• _Try it_
Wherever the word "GREEN" occurs in the lines below, copy the whole line.

------------------------------------------------------------------------

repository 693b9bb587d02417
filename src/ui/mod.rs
pub mod grid;
pub mod messages;
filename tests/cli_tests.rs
mod common;

use common::{eld, init_db, init_db_with_logs, init_db_with_trip, setup_test_db, temp_out};
use predicates::prelude::*;
use predicates::str::contains;
use std::fs;

#[test]
fn test_init_creates_database() {
    let db = setup_test_db("cli_init");

    eld()
        .args(["--db", &db, "--test", "init"])
        .assert()
        .success()
        .stdout(contains("Database initialized at"))
        .stdout(contains("initialization completed"));

    assert!(std::path::Path::new(&db).exists());
}

#[test]
fn test_trip_add_and_list() {
    let db = setup_test_db("cli_trip");
    init_db(&db);

    eld()
        .args(["--db", &db, "trip", "add", "Chicago run", "--from", "Denver, CO", "--hours", "30"])
        .assert()
        .success()
        .stdout(contains("Trip #1 'Chicago run' added: 2 daily log(s)"));

    eld()
        .args(["--db", &db, "trip", "list"])
        .assert()
        .success()
        .stdout(contains("Chicago run"))
        .stdout(contains("Denver, CO"))
        .stdout(contains("30.0"));
}

#[test]
fn test_trip_add_rejects_negative_hours() {
    let db = setup_test_db("cli_trip_bad");
    init_db(&db);

    eld()
        .args(["--db", &db, "trip", "add", "Bad", "--hours=-3"])
        .assert()
        .failure()
        .stderr(contains("non-negative"));
}

#[test]
fn test_trip_add_rejects_absurd_hours() {
    let db = setup_test_db("cli_trip_huge");
    init_db(&db);

    eld()
        .args(["--db", &db, "trip", "add", "Long", "--hours", "1e12"])
        .assert()
        .failure()
        .stderr(contains("must not exceed"));

    eld()
        .args(["--db", &db, "trip", "list"])
        .assert()
        .success()
        .stdout(contains("No trips recorded."));
}

#[test]
fn test_generate_lists_each_day() {
    let db = setup_test_db("cli_generate");
    init_db_with_trip(&db, "30");

    eld()
        .args(["--db", &db, "generate", "--trip", "1", "--start", "2025-03-03"])
        .assert()
        .success()
        .stdout(contains("Generated 2 daily log(s) for trip #1"))
        .stdout(contains("Mon 2025-03-03"))
        .stdout(contains("Tue 2025-03-04"));
}

#[test]
fn test_generate_unknown_trip_fails() {
    let db = setup_test_db("cli_generate_unknown");
    init_db(&db);

    eld()
        .args(["--db", &db, "generate", "--trip", "9", "--start", "2025-03-03"])
        .assert()
        .failure()
        .stderr(contains("trip 9"));
}

#[test]
fn test_generate_rejects_bad_date() {
    let db = setup_test_db("cli_generate_date");
    init_db_with_trip(&db, "10");

    eld()
        .args(["--db", &db, "generate", "--trip", "1", "--start", "03/03/2025"])
        .assert()
        .failure()
        .stderr(contains("Invalid date"));
}

#[test]
fn test_edit_over_stdin_then_show() {
    let db = setup_test_db("cli_edit");
    init_db_with_logs(&db, "10");

    eld()
        .args(["--db", &db, "edit", "1"])
        .write_stdin("set 8 d Reno | fuel\nset 9 on\nundo\ntotals\nquit\n")
        .assert()
        .success()
        .stdout(contains("08:00 → Driving"))
        .stdout(contains("Entry saved!"))
        .stdout(contains("Undone."))
        .stdout(contains("Driving 1h | On duty 0h"));

    eld()
        .args(["--db", &db, "show", "1"])
        .assert()
        .success()
        .stdout(contains("Log #1"))
        .stdout(contains("Vehicle: TRK-1"))
        .stdout(contains("Reno - fuel"))
        .stdout(contains("[generated]"));
}

#[test]
fn test_edit_click_and_commit() {
    let db = setup_test_db("cli_edit_click");
    init_db_with_logs(&db, "10");

    // centre of hour 10, on-duty row, on the default 1200x400 canvas
    eld()
        .args(["--db", &db, "edit", "1"])
        .write_stdin("click 528 360\ncommit Yard | pre-trip\nclick 5 5\nquit\n")
        .assert()
        .success()
        .stdout(contains("Selected 10:00 On Duty"))
        .stdout(contains("Outside the grid."))
        .stdout(contains("On duty 1h"));
}

#[test]
fn test_edit_reports_bad_commands_and_continues() {
    let db = setup_test_db("cli_edit_bad");
    init_db_with_logs(&db, "10");

    eld()
        .args(["--db", &db, "edit", "1"])
        .write_stdin("set 24 d\nfly away\nset 3 sb\n")
        .assert()
        .success()
        .stderr(contains("out of range"))
        .stderr(contains("unknown command"))
        .stdout(contains("Sleeper 1h"))
        .stdout(contains("2 command(s) failed."));
}

#[test]
fn test_certify_locks_log() {
    let db = setup_test_db("cli_certify");
    init_db_with_logs(&db, "10");

    eld()
        .args(["--db", &db, "certify", "1"])
        .assert()
        .success()
        .stdout(contains("Log #1 for 2025-03-03 certified"));

    eld()
        .args(["--db", &db, "edit", "1"])
        .write_stdin("set 8 d\nquit\n")
        .assert()
        .success()
        .stdout(contains("read-only"))
        .stderr(contains("can no longer be edited"));

    eld()
        .args(["--db", &db, "show", "1"])
        .assert()
        .success()
        .stdout(contains("[certified]"));

    eld()
        .args(["--db", &db, "certify", "1"])
        .assert()
        .failure()
        .stderr(contains("already certified"));
}

#[test]
fn test_list_filters_by_status() {
    let db = setup_test_db("cli_list");
    init_db_with_logs(&db, "30");

    eld()
        .args(["--db", &db, "certify", "2"])
        .assert()
        .success();

    eld()
        .args(["--db", &db, "list", "--status", "certified"])
        .assert()
        .success()
        .stdout(contains("2025-03-04"))
        .stdout(contains("2025-03-03").not());

    eld()
        .args(["--db", &db, "list", "--trip", "1"])
        .assert()
        .success()
        .stdout(contains("2025-03-03"))
        .stdout(contains("Trip #1 over 2 day(s)"));

    eld()
        .args(["--db", &db, "list", "--status", "bogus"])
        .assert()
        .failure()
        .stderr(contains("unknown status"));
}

#[test]
fn test_list_empty_database() {
    let db = setup_test_db("cli_list_empty");
    init_db(&db);

    eld()
        .args(["--db", &db, "list"])
        .assert()
        .success()
        .stdout(contains("No logs found."));
}

#[test]
fn test_show_missing_log_fails() {
    let db = setup_test_db("cli_show_missing");
    init_db(&db);

    eld()
        .args(["--db", &db, "show", "42"])
        .assert()
        .failure()
        .stderr(contains("Not found: log 42"));
}

#[test]
fn test_export_csv_and_json() {
    let db = setup_test_db("cli_export");
    init_db_with_logs(&db, "10");

    eld()
        .args(["--db", &db, "edit", "1"])
        .write_stdin("set 6 d Reno\nset 7 on\n")
        .assert()
        .success();

    let csv_out = temp_out("cli_export", "csv");
    eld()
        .args(["--db", &db, "export", "--format", "csv", "--file", &csv_out])
        .assert()
        .success()
        .stdout(contains("CSV export completed"));

    let content = fs::read_to_string(&csv_out).expect("csv written");
    assert!(content.starts_with("log_id,trip,date,log_status,hour,duty_status,location,remarks"));
    assert!(content.contains("1,1,2025-03-03,generated,6,driving,Reno,"));
    assert_eq!(content.lines().count(), 3);

    let json_out = temp_out("cli_export", "json");
    eld()
        .args(["--db", &db, "export", "--format", "json", "--file", &json_out, "--trip", "1"])
        .assert()
        .success()
        .stdout(contains("JSON export completed"));

    let value: serde_json::Value =
        serde_json::from_str(&fs::read_to_string(&json_out).expect("json written")).unwrap();
    let first = &value.as_array().unwrap()[0];
    assert_eq!(first["vehicle_number"], "TRK-1");
    assert_eq!(first["visual_log_data"]["2025-03-03"]["6"]["status"], "driving");
}

#[test]
fn test_export_requires_absolute_path() {
    let db = setup_test_db("cli_export_rel");
    init_db_with_logs(&db, "10");

    eld()
        .args(["--db", &db, "export", "--file", "relative.csv"])
        .assert()
        .failure()
        .stderr(contains("must be absolute"));
}

#[test]
fn test_export_refuses_overwrite_without_confirmation() {
    let db = setup_test_db("cli_export_overwrite");
    init_db_with_logs(&db, "10");

    let out = temp_out("cli_export_overwrite", "csv");
    fs::write(&out, "keep me").unwrap();

    eld()
        .args(["--db", &db, "export", "--file", &out])
        .write_stdin("n\n")
        .assert()
        .failure()
        .stderr(contains("not overwritten"));
    assert_eq!(fs::read_to_string(&out).unwrap(), "keep me");

    eld()
        .args(["--db", &db, "export", "--file", &out, "--force"])
        .assert()
        .success();
    assert!(fs::read_to_string(&out).unwrap().starts_with("log_id"));
}

#[test]
fn test_delete_with_and_without_confirmation() {
    let db = setup_test_db("cli_del");
    init_db_with_logs(&db, "30");

    eld()
        .args(["--db", &db, "del", "1"])
        .write_stdin("n\n")
        .assert()
        .success()
        .stdout(contains("Operation cancelled."));

    eld()
        .args(["--db", &db, "del", "1", "--yes"])
        .assert()
        .success()
        .stdout(contains("Log #1 for 2025-03-03 has been deleted."));

    eld()
        .args(["--db", &db, "list"])
        .assert()
        .success()
        .stdout(contains("2025-03-04"))
        .stdout(contains("2025-03-03").not());

    eld()
        .args(["--db", &db, "del", "1", "-y"])
        .assert()
        .failure()
        .stderr(contains("Not found"));
}

#[test]
fn test_internal_log_records_operations() {
    let db = setup_test_db("cli_log");
    init_db_with_logs(&db, "10");

    eld()
        .args(["--db", &db, "certify", "1"])
        .assert()
        .success();

    eld()
        .args(["--db", &db, "log", "--print"])
        .assert()
        .success()
        .stdout(contains("Internal log"))
        .stdout(contains("trip_add"))
        .stdout(contains("generate"))
        .stdout(contains("certify"));
}

#[test]
fn test_unknown_backend_is_rejected() {
    let db = setup_test_db("cli_backend");
    init_db(&db);

    eld()
        .args(["--db", &db, "--backend", "bogus", "list"])
        .assert()
        .failure()
        .stderr(contains("Unknown backend"));
}

#[test]
fn test_config_print_shows_settings() {
    let db = setup_test_db("cli_config_print");

    eld()
        .args(["--db", &db, "--test", "config", "--print"])
        .assert()
        .success()
        .stdout(contains("Current configuration"))
        .stdout(contains("database:"))
        .stdout(contains("cli_config_print"))
        .stdout(contains("history_limit:"));
}
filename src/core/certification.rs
//! Certification lifecycle of a daily log.
//!
//! ```text
//! generated ──certify()──▶ certified ──(server)──▶ submitted
//! ```
//!
//! Only `generated` logs accept edits. `submitted` is reported by the
//! record service and is treated exactly like `certified` on this side.

use crate::errors::{AppError, AppResult};
use serde::{Deserialize, Serialize};

#[derive(Debug, Clone, Copy, PartialEq, Eq, Default, Serialize, Deserialize)]
#[serde(rename_all = "snake_case")]
pub enum LogStatus {
    #[default]
    Generated,
    Certified,
    Submitted,
}

impl LogStatus {
    pub fn to_db_str(&self) -> &'static str {
        match self {
            LogStatus::Generated => "generated",
            LogStatus::Certified => "certified",
            LogStatus::Submitted => "submitted",
        }
    }

    pub fn from_db_str(s: &str) -> Option<Self> {
        match s.trim().to_lowercase().as_str() {
            "generated" => Some(LogStatus::Generated),
            "certified" => Some(LogStatus::Certified),
            "submitted" => Some(LogStatus::Submitted),
            _ => None,
        }
    }

    pub fn is_editable(&self) -> bool {
        matches!(self, LogStatus::Generated)
    }

    /// Gate for `set_entry` / `clear`. `target` names the log in the error.
    pub fn ensure_editable(&self, target: &str) -> AppResult<()> {
        if self.is_editable() {
            Ok(())
        } else {
            Err(AppError::ImmutableLog(target.to_string()))
        }
    }

    /// Check that `certify()` would succeed, without transitioning.
    pub fn ensure_certifiable(&self, target: &str) -> AppResult<()> {
        match self {
            LogStatus::Generated => Ok(()),
            LogStatus::Certified | LogStatus::Submitted => {
                Err(AppError::AlreadyCertified(target.to_string()))
            }
        }
    }

    /// generated → certified. Fails on an already certified/submitted log.
    pub fn certify(&mut self, target: &str) -> AppResult<()> {
        self.ensure_certifiable(target)?;
        *self = LogStatus::Certified;
        Ok(())
    }
}
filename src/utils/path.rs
//! Path utilities: expand `~`, check output targets.

use std::path::{Path, PathBuf};

pub fn expand_tilde(path: &str) -> PathBuf {
    if path == "~" {
        if let Some(home) = dirs::home_dir() {
            return home;
        }
    } else if let Some(rest) = path.strip_prefix("~/")
        && let Some(home) = dirs::home_dir()
    {
        return home.join(rest);
    }
    PathBuf::from(path)
}

/// Output files must be given as absolute paths (after `~` expansion).
pub fn absolute_output(path: &str) -> Option<PathBuf> {
    let p = expand_tilde(path);
    if Path::new(&p).is_absolute() {
        Some(p)
    } else {
        None
    }
}
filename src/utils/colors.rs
/// ANSI color helper utilities for terminal output.
use crate::core::certification::LogStatus;
use crate::models::duty_status::DutyStatus;

pub const RESET: &str = "\x1b[0m";

pub const GREY: &str = "\x1b[90m";

pub const RED: &str = "\x1b[31m";
pub const GREEN: &str = "\x1b[32m";

pub const YELLOW: &str = "\x1b[33m";
pub const BLUE: &str = "\x1b[34m";
pub const CYAN: &str = "\x1b[36m";

/// Grid line colour per duty status.
pub fn color_for_status(status: DutyStatus) -> &'static str {
    match status {
        DutyStatus::OffDuty => GREY,
        DutyStatus::SleeperBerth => BLUE,
        DutyStatus::Driving => GREEN,
        DutyStatus::OnDuty => YELLOW,
    }
}

pub fn color_for_log_status(status: LogStatus) -> &'static str {
    match status {
        LogStatus::Generated => CYAN,
        LogStatus::Certified => GREEN,
        LogStatus::Submitted => RED,
    }
}

/// Wrap `value` in `color` … RESET.
pub fn paint(color: &str, value: &str) -> String {
    format!("{color}{value}{RESET}")
}

/// Grey out empty values (`""` or `-`).
pub fn colorize_optional(value: &str) -> String {
    if value.trim().is_empty() || value.trim() == "-" {
        format!("{GREY}{value}{RESET}")
    } else {
        value.to_string()
    }
}
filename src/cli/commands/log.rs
use crate::cli::parser::Commands;
use crate::config::Config;
use crate::core::log::LogLogic;
use crate::db::initialize::open_initialized;
use crate::errors::AppResult;

pub fn handle(cmd: &Commands, cfg: &Config) -> AppResult<()> {
    if matches!(cmd, Commands::Log { print: true }) {
        let pool = open_initialized(&cfg.database)?;
        LogLogic::print_log(&pool)?;
    }

    Ok(())
}
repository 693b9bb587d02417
//! Pointer position → grid cell mapping.
//!
//! The grid is a label column followed by 24 equal-width hour columns,
//! and a header row followed by 4 equal-height status rows
//! (off duty, sleeper berth, driving, on duty). Coordinates are plain
//! `f64` in whatever unit the bounds use, so no rendering surface is
//! needed to exercise this module.

use crate::core::grid::HOURS_IN_DAY;
use crate::models::duty_status::DutyStatus;

pub const STATUS_ROWS: usize = 4;

#[derive(Debug, Clone, Copy, PartialEq)]
pub struct GridBounds {
    pub x: f64,
    pub y: f64,
    pub width: f64,
    pub height: f64,
    pub label_width: f64,
    pub header_height: f64,
}

#[derive(Debug, Clone, Copy, PartialEq, Eq)]
pub struct GridCell {
    pub hour: u8,
    pub status_row: u8,
}

impl GridCell {
    pub fn status(&self) -> DutyStatus {
        DutyStatus::from_row(self.status_row as usize).unwrap_or(DutyStatus::OffDuty)
    }
}

impl GridBounds {
    /// Reference layout: the label column is as wide as one hour column
    /// (width / 25) and the header row as tall as one status row
    /// (height / 5).
    pub fn standard(x: f64, y: f64, width: f64, height: f64) -> Self {
        Self {
            x,
            y,
            width,
            height,
            label_width: width / (f64::from(HOURS_IN_DAY) + 1.0),
            header_height: height / (STATUS_ROWS as f64 + 1.0),
        }
    }

    pub fn column_width(&self) -> f64 {
        (self.width - self.label_width) / f64::from(HOURS_IN_DAY)
    }

    pub fn row_height(&self) -> f64 {
        (self.height - self.header_height) / STATUS_ROWS as f64
    }

    /// Centre point of a cell, handy for tests and scripted clicks.
    pub fn cell_center(&self, hour: u8, status_row: u8) -> (f64, f64) {
        (
            self.x + self.label_width + (f64::from(hour) + 0.5) * self.column_width(),
            self.y + self.header_height + (f64::from(status_row) + 0.5) * self.row_height(),
        )
    }

    fn is_degenerate(&self) -> bool {
        let values = [
            self.x,
            self.y,
            self.width,
            self.height,
            self.label_width,
            self.header_height,
        ];
        values.iter().any(|v| !v.is_finite())
            || self.label_width < 0.0
            || self.header_height < 0.0
            || self.column_width() <= 0.0
            || self.row_height() <= 0.0
    }
}

/// Map `(x, y)` to the editable cell under it, or `None` when the point is
/// in the label column, the header row, or outside the grid.
pub fn project(x: f64, y: f64, bounds: &GridBounds) -> Option<GridCell> {
    if !x.is_finite() || !y.is_finite() || bounds.is_degenerate() {
        return None;
    }

    // Relative to the first editable cell
    let rel_x = x - bounds.x - bounds.label_width;
    let rel_y = y - bounds.y - bounds.header_height;

    if rel_x < 0.0 || rel_y < 0.0 {
        return None;
    }

    let hour = (rel_x / bounds.column_width()).floor();
    let row = (rel_y / bounds.row_height()).floor();

    if hour >= f64::from(HOURS_IN_DAY) || row >= STATUS_ROWS as f64 {
        return None;
    }

    Some(GridCell {
        hour: hour as u8,
        status_row: row as u8,
    })
}
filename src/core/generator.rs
//! Planned duty timeline used to seed freshly generated daily logs.
//!
//! The timeline is a simplified HOS day: a first day that starts at the
//! driver's location and picks up the load, middle days with a 30-minute
//! break after eight hours of driving, and a last day ending at the
//! drop-off.

use crate::models::duty_status::DutyStatus;
use crate::models::status_change::StatusChange;
use crate::models::trip::Trip;
use chrono::{DateTime, NaiveDate, Utc};

/// (status, start, end, location, remarks) with times as (hour, minute).
type Slot<'a> = (DutyStatus, (u32, u32), (u32, u32), &'a str, &'a str);

fn at(date: NaiveDate, (h, m): (u32, u32)) -> DateTime<Utc> {
    date.and_hms_opt(h, m, 0)
        .unwrap_or_else(|| date.and_time(chrono::NaiveTime::MIN))
        .and_utc()
}

/// Which part of the trip a day is.
#[derive(Debug, Clone, Copy, PartialEq, Eq)]
pub enum TripDay {
    First,
    Middle,
    Last,
}

impl TripDay {
    /// Day `index` (0-based) of a trip lasting `days` days. A one-day trip
    /// is treated as a first day.
    pub fn of(index: u32, days: u32) -> Self {
        if index == 0 {
            TripDay::First
        } else if index + 1 == days {
            TripDay::Last
        } else {
            TripDay::Middle
        }
    }
}

/// Status changes for one generated day.
pub fn planned_changes(trip: &Trip, date: NaiveDate, day: TripDay) -> Vec<StatusChange> {
    let slots: Vec<Slot> = match day {
        TripDay::First => vec![
            (DutyStatus::OffDuty, (0, 0), (8, 0), trip.current_location.as_str(), "Start of day"),
            (DutyStatus::OnDuty, (8, 0), (9, 0), trip.pickup_location.as_str(), "Pickup operations"),
            (DutyStatus::Driving, (9, 0), (17, 0), trip.pickup_location.as_str(), "Driving"),
            (DutyStatus::OffDuty, (17, 0), (23, 59), "Rest Stop", "End of day rest"),
        ],
        TripDay::Middle => vec![
            (DutyStatus::OffDuty, (0, 0), (6, 0), "Rest Stop", "Start of day"),
            (DutyStatus::Driving, (6, 0), (14, 0), "En Route", "Morning driving"),
            (DutyStatus::OnDuty, (14, 0), (14, 30), "Rest Area", "30-minute break"),
            (DutyStatus::Driving, (14, 30), (17, 30), "En Route", "Afternoon driving"),
            (DutyStatus::OffDuty, (17, 30), (23, 59), "Rest Stop", "End of day rest"),
        ],
        TripDay::Last => vec![
            (DutyStatus::OffDuty, (0, 0), (8, 0), "Rest Stop", "Start of day"),
            (DutyStatus::Driving, (8, 0), (12, 0), "En Route", "Driving to destination"),
            (DutyStatus::OnDuty, (12, 0), (13, 0), trip.dropoff_location.as_str(), "Dropoff operations"),
            (DutyStatus::OffDuty, (13, 0), (23, 59), trip.dropoff_location.as_str(), "End of trip"),
        ],
    };

    slots
        .into_iter()
        .map(|(status, start, end, location, remarks)| {
            let start_time = at(date, start);
            let end_time = at(date, end);
            StatusChange {
                id: None,
                status,
                start_time,
                end_time: Some(end_time),
                duration: Some((end_time - start_time).num_minutes() as f64 / 60.0),
                location: location.to_string(),
                remarks: remarks.to_string(),
            }
        })
        .collect()
}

------------------------------------------------------------------------

• _Solution for this task_
pub const GREEN: &str = "\x1b[32m";
        DutyStatus::Driving => GREEN,
        LogStatus::Certified => GREEN,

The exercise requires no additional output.